== Segment start ==
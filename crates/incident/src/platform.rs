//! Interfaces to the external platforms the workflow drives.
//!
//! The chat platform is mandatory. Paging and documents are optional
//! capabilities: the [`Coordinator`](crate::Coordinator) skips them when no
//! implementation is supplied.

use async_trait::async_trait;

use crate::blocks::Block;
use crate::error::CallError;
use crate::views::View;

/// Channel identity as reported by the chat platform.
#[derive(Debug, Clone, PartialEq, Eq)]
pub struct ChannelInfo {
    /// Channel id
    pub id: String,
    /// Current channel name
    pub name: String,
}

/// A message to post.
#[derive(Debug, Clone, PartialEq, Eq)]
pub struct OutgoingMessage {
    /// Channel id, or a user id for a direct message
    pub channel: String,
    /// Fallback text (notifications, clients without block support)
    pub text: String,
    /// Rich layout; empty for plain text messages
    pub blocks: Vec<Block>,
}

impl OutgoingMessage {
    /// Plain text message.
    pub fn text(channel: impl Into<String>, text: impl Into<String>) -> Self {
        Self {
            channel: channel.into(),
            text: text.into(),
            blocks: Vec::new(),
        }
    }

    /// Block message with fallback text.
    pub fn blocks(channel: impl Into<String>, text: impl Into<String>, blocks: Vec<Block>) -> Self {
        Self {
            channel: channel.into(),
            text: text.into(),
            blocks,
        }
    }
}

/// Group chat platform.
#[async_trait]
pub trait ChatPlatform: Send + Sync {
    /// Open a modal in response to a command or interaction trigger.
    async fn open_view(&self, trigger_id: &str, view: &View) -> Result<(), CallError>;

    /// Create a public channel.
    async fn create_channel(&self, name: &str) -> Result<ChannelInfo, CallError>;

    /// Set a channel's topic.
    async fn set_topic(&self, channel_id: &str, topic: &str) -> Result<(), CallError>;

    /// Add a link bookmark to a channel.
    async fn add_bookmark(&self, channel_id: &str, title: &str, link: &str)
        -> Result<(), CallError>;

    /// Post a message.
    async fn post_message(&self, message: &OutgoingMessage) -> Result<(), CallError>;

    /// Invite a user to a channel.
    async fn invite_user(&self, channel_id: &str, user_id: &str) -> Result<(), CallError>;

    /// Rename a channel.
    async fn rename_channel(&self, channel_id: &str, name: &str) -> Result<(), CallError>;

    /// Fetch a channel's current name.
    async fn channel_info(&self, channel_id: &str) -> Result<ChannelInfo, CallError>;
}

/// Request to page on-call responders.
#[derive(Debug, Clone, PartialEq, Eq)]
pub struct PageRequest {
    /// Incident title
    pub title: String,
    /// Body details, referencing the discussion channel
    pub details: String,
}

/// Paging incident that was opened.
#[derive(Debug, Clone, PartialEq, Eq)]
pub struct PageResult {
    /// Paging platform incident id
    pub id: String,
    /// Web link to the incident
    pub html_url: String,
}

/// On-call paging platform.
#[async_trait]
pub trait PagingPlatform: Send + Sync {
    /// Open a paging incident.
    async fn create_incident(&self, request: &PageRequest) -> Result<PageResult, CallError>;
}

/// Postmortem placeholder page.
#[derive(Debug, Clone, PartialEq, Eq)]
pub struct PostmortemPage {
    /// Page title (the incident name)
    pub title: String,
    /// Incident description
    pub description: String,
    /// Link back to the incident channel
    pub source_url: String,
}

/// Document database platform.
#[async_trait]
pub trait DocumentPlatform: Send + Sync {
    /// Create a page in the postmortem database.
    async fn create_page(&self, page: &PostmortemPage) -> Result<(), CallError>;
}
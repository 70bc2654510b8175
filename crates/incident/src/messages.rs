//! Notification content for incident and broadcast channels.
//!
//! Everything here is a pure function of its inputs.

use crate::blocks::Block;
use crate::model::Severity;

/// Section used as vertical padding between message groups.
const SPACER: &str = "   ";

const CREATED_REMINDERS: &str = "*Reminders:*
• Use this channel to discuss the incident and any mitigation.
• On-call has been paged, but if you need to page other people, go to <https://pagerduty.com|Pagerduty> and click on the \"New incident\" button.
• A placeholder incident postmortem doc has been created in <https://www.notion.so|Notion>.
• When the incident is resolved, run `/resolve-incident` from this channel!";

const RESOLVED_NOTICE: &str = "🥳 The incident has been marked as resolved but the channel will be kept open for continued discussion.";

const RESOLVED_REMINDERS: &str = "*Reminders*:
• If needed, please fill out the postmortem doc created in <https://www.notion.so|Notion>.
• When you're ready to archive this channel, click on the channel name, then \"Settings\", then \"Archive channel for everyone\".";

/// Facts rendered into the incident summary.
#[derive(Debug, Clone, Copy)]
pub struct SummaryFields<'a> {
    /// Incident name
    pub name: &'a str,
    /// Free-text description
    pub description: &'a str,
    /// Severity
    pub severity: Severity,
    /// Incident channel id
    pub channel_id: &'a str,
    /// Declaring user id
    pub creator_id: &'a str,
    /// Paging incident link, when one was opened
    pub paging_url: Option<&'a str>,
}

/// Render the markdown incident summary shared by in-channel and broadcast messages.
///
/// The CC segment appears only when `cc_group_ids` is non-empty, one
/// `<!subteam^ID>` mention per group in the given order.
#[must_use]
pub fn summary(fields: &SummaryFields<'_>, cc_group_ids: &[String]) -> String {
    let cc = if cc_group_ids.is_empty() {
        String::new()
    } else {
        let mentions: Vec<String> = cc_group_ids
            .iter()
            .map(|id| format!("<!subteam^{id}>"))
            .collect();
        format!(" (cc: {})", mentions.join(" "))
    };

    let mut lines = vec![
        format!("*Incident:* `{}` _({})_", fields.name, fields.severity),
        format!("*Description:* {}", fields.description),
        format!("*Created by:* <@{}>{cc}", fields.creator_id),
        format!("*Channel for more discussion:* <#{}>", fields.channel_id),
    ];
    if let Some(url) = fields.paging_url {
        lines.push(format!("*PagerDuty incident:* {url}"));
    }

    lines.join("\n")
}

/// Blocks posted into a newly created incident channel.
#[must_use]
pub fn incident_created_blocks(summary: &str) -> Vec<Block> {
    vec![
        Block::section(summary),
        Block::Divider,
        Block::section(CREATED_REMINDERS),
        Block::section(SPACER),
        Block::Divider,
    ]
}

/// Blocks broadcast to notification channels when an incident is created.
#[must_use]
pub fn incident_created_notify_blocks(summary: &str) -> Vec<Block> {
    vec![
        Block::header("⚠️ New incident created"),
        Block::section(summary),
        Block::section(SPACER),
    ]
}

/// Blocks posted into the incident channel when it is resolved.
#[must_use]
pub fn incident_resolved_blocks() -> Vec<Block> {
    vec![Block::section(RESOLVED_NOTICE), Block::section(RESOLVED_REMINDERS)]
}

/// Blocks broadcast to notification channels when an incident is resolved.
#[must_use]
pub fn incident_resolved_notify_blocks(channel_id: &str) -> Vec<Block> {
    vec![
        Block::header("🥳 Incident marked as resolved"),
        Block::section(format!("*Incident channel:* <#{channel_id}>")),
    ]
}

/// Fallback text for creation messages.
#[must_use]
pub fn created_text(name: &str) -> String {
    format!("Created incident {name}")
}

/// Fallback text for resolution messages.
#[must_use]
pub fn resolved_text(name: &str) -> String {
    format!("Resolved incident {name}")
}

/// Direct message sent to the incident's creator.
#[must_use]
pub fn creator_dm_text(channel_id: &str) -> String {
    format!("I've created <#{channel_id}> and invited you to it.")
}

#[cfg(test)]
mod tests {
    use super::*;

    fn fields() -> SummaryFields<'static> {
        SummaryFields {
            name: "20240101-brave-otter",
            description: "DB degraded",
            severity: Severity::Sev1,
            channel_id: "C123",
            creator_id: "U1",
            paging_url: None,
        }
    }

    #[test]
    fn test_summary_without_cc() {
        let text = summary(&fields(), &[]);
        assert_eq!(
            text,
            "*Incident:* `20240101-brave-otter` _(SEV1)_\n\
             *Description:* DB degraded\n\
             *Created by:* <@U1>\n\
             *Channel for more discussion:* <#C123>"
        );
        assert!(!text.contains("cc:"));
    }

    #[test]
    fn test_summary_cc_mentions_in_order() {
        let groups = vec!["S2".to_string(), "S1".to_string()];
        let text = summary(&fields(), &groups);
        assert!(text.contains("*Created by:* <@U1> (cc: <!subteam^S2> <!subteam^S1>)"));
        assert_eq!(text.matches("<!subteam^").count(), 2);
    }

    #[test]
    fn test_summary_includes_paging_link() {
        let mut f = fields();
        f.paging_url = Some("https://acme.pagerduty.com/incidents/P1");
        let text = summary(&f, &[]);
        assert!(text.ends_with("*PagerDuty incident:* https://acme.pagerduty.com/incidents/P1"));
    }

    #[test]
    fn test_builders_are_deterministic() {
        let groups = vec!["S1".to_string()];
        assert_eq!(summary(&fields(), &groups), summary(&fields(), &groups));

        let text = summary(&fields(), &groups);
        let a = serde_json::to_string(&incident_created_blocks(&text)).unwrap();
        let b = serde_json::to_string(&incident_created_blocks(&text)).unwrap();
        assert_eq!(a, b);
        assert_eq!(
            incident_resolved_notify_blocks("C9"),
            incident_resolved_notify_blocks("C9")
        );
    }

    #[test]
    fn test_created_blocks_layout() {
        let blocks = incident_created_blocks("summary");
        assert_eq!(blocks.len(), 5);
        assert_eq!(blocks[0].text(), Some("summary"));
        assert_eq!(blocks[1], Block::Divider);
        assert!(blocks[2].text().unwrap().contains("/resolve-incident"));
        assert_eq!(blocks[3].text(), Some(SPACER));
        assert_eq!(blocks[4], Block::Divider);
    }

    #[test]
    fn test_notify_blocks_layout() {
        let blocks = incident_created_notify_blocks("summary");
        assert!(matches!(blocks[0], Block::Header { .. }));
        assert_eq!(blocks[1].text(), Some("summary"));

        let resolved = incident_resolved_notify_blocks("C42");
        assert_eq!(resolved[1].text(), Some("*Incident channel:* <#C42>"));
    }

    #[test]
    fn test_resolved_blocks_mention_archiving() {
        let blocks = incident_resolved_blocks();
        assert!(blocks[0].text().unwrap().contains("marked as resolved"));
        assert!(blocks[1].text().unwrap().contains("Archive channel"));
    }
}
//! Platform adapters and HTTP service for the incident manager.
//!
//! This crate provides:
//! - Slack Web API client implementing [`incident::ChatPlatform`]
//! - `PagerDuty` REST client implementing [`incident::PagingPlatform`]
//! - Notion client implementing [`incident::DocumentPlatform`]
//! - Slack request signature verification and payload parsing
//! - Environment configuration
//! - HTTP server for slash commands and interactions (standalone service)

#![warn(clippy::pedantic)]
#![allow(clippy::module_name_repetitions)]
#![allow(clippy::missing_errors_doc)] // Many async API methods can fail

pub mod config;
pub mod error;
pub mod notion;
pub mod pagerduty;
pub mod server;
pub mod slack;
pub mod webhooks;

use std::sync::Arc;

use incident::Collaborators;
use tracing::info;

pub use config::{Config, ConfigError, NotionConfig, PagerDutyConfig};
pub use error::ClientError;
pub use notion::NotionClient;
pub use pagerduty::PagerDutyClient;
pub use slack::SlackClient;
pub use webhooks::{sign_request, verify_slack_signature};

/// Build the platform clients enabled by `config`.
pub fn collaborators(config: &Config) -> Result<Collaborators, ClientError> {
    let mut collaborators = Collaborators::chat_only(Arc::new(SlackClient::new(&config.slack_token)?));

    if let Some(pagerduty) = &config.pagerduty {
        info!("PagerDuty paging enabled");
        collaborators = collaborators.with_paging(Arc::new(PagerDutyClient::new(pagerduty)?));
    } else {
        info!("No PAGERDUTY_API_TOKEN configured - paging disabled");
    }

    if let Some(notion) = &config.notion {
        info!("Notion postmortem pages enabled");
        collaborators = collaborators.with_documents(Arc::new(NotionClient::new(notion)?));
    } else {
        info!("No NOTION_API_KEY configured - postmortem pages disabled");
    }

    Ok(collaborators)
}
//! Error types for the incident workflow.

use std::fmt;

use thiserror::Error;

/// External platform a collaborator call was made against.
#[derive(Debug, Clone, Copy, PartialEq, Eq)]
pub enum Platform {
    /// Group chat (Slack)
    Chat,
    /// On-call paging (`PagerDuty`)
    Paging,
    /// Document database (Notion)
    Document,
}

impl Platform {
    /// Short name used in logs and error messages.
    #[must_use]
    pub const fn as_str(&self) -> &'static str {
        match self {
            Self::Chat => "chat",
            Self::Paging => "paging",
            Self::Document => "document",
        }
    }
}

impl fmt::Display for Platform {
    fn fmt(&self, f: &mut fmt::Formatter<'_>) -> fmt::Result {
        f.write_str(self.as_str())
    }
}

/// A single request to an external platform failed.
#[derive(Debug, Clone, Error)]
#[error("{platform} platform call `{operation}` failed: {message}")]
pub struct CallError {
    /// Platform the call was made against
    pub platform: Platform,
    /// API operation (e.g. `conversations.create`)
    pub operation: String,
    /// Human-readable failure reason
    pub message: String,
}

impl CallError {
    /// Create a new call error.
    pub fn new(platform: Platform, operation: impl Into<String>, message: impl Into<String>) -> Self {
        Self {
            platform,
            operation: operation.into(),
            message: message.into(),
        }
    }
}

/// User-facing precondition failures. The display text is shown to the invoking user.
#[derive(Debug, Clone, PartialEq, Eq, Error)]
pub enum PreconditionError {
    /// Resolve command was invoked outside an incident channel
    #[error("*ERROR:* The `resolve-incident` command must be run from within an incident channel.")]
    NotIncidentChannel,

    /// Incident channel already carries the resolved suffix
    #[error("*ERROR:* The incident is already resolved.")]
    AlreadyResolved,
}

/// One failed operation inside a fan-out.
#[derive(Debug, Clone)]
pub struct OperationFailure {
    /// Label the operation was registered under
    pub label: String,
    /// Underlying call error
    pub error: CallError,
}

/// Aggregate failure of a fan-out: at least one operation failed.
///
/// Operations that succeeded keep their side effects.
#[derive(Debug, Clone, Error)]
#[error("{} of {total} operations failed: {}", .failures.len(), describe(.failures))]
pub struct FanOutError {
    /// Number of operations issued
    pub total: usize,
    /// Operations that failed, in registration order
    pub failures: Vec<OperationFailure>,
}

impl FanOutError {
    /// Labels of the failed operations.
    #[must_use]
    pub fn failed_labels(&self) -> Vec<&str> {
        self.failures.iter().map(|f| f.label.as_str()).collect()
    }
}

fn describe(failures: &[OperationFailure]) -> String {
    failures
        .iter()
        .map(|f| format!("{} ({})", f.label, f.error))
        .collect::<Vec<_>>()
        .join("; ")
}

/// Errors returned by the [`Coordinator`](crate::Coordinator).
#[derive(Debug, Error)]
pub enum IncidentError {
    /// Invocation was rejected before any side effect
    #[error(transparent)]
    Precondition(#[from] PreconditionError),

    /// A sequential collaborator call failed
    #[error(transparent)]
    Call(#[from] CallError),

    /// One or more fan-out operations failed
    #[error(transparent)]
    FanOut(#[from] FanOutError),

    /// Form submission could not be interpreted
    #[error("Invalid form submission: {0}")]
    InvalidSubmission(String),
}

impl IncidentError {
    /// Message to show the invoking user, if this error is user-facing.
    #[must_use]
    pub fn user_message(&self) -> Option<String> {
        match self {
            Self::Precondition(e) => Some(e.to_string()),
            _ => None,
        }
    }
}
== Segment end ==
» PROBLEM DETAILS:
Show each line in the entries that holds the string "more".

» EXERCISE RESPONSE:
        format!("*Channel for more discussion:* <#{}>", fields.channel_id),
             *Channel for more discussion:* <#C123>"
    /// One or more fan-out operations failed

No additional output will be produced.